Thanikattu Raja () is a 1982 Indian Tamil-language action film written and directed by V. C. Guhanathan, and Produced by D. Ramanaidu. It stars Rajinikanth, Sridevi and Sripriya, with Jaishankar, Vijayakumar, Sathyakala and Y. G. Mahendran in supporting roles. the film had music by Ilayaraja and cinematography handled by P. S. Nivas.

Plot 

Soori is a rebellious young man who works as a mechanic and often lands in trouble fighting for justice.
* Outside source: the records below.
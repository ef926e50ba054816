use crate::fixtures::{listing_card, listing_page, Listing};
use dakar_core::{Category, ResultTable};
use dakar_scrapers::ListingExtractor;
use std::fs;
use tempfile::tempdir;

fn scraped_table() -> ResultTable {
    let cards = vec![
        listing_card(&Listing {
            title: "Toyota Corolla 2015",
            attributes: &["Ref 1", "45000 km", "Automatique", "Essence"],
            owner: "Par Moussa Diop",
            price: Some("12 500 000 FCFA"),
        }),
        listing_card(&Listing {
            title: "Peugeot 308 \"GT Line\" 2019",
            attributes: &["Ref 2", "30000 km", "Automatique", "Diesel"],
            owner: "Par Garage Ndiaye, Pikine",
            price: Some("9 800 000 FCFA"),
        }),
        listing_card(&Listing {
            title: "Kia Picanto 2017",
            attributes: &["Ref 3", "60000 km", "Manuelle", "Essence"],
            owner: "Par Fatou Sow",
            price: None,
        }),
    ];

    let extractor = ListingExtractor::new(Category::Cars).unwrap();
    ResultTable::from_records(Category::Cars, extractor.extract(&listing_page(&cards)))
}

#[test]
fn test_csv_file_round_trip() {
    let temp_dir = tempdir().unwrap();
    let export_path = temp_dir.path().join("cars.csv");

    let table = scraped_table();
    assert_eq!(table.len(), 2);
    table.to_csv_path(&export_path).unwrap();

    let content = fs::read_to_string(&export_path).unwrap();
    assert!(content.starts_with("brand,model,year,mileage,gearbox,fuel_type,address,owner,price\n"));
    assert!(content.contains("\"Garage Ndiaye, Pikine\""));

    let parsed = ResultTable::from_csv_path(Category::Cars, &export_path).unwrap();
    assert_eq!(parsed.len(), table.len());
    assert_eq!(parsed, table);
}

#[test]
fn test_stats_from_exported_csv() {
    let temp_dir = tempdir().unwrap();
    let export_path = temp_dir.path().join("cars.csv");
    scraped_table().to_csv_path(&export_path).unwrap();

    let table = ResultTable::from_csv_path(Category::Cars, &export_path).unwrap();
    let summary = table.summary();
    assert_eq!(summary.listings, 2);
    assert_eq!(summary.brands, 2);
    assert_eq!(summary.mean_price, Some(11_150_000.0));
    assert_eq!(summary.latest_year, Some(2019));
}

#[test]
fn test_export_empty_table() {
    let temp_dir = tempdir().unwrap();
    let export_path = temp_dir.path().join("empty.csv");

    ResultTable::new(Category::Rentals).to_csv_path(&export_path).unwrap();
    let parsed = ResultTable::from_csv_path(Category::Rentals, &export_path).unwrap();
    assert!(parsed.is_empty());
}
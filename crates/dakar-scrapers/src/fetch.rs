use async_trait::async_trait;
use dakar_core::{Category, DakarError};
use reqwest::Client;
use std::time::Duration;
use thiserror::Error;
use tracing::debug;
use url::Url;

/// Raw markup of one feed page. Lives only until it has been extracted.
#[derive(Debug, Clone)]
pub struct ListingPage {
    pub category: Category,
    pub page: u32,
    pub url: Url,
    pub markup: String,
}

#[derive(Debug, Clone, PartialEq, Eq, Error)]
pub enum FetchFailure {
    #[error("request timed out")]
    Timeout,
    #[error("HTTP status {0}")]
    Status(u16),
    #[error("transport error: {0}")]
    Transport(String),
}

/// A page that could not be retrieved. Never fatal to a run.
#[derive(Debug, Clone, PartialEq, Eq, Error)]
#[error("page {page} ({url}): {failure}")]
pub struct PageFetchError {
    pub page: u32,
    pub url: String,
    pub failure: FetchFailure,
}

/// Address of page `page` of a feed: the feed URL with `page={page}` set.
pub fn page_url(feed_url: &Url, page: u32) -> Url {
    // Keep every query pair except an existing page
    let kept: Vec<(String, String)> = feed_url
        .query_pairs()
        .filter(|(key, _)| key != "page")
        .map(|(key, value)| (key.into_owned(), value.into_owned()))
        .collect();

    let mut url = feed_url.clone();
    url.query_pairs_mut()
        .clear()
        .extend_pairs(kept)
        .append_pair("page", &page.to_string());
    url
}

#[async_trait]
pub trait PageFetcher: Send + Sync {
    async fn fetch(&self, category: Category, feed_url: &Url, page: u32) -> Result<ListingPage, PageFetchError>;
}

/// Plain GET over reqwest. Timeouts and non-2xx statuses are page failures.
#[derive(Debug, Clone)]
pub struct HttpFetcher {
    client: Client,
}

impl HttpFetcher {
    pub fn new(timeout: Duration) -> dakar_core::Result<Self> {
        let client = Client::builder()
            .timeout(timeout)
            .build()
            .map_err(DakarError::Http)?;
        Ok(Self { client })
    }

    fn failure(err: reqwest::Error) -> FetchFailure {
        if err.is_timeout() {
            FetchFailure::Timeout
        } else {
            FetchFailure::Transport(err.to_string())
        }
    }
}

#[async_trait]
impl PageFetcher for HttpFetcher {
    async fn fetch(&self, category: Category, feed_url: &Url, page: u32) -> Result<ListingPage, PageFetchError> {
        let url = page_url(feed_url, page);
        let page_error = |failure| PageFetchError {
            page,
            url: url.to_string(),
            failure,
        };

        debug!("GET {}", url);
        let response = self
            .client
            .get(url.clone())
            .send()
            .await
            .map_err(|e| page_error(Self::failure(e)))?;

        // Check if the request was successful
        let status = response.status();
        if !status.is_success() {
            return Err(page_error(FetchFailure::Status(status.as_u16())));
        }

        let markup = response
            .text()
            .await
            .map_err(|e| page_error(Self::failure(e)))?;

        Ok(ListingPage {
            category,
            page,
            url,
            markup,
        })
    }
}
He falls in love with a rich girl Vaani, but Vaani's father plots to break their relationship through his manager Vasu. In the ensuing melee, Soori murders the manager to save Vaani's honour. Soori is about to be sentenced to death and Vaani finds that the only way she can save Soori is by marrying a rich, roguish man Ethiraj who uses his money to get Soori's death penalty commuted to a prison term.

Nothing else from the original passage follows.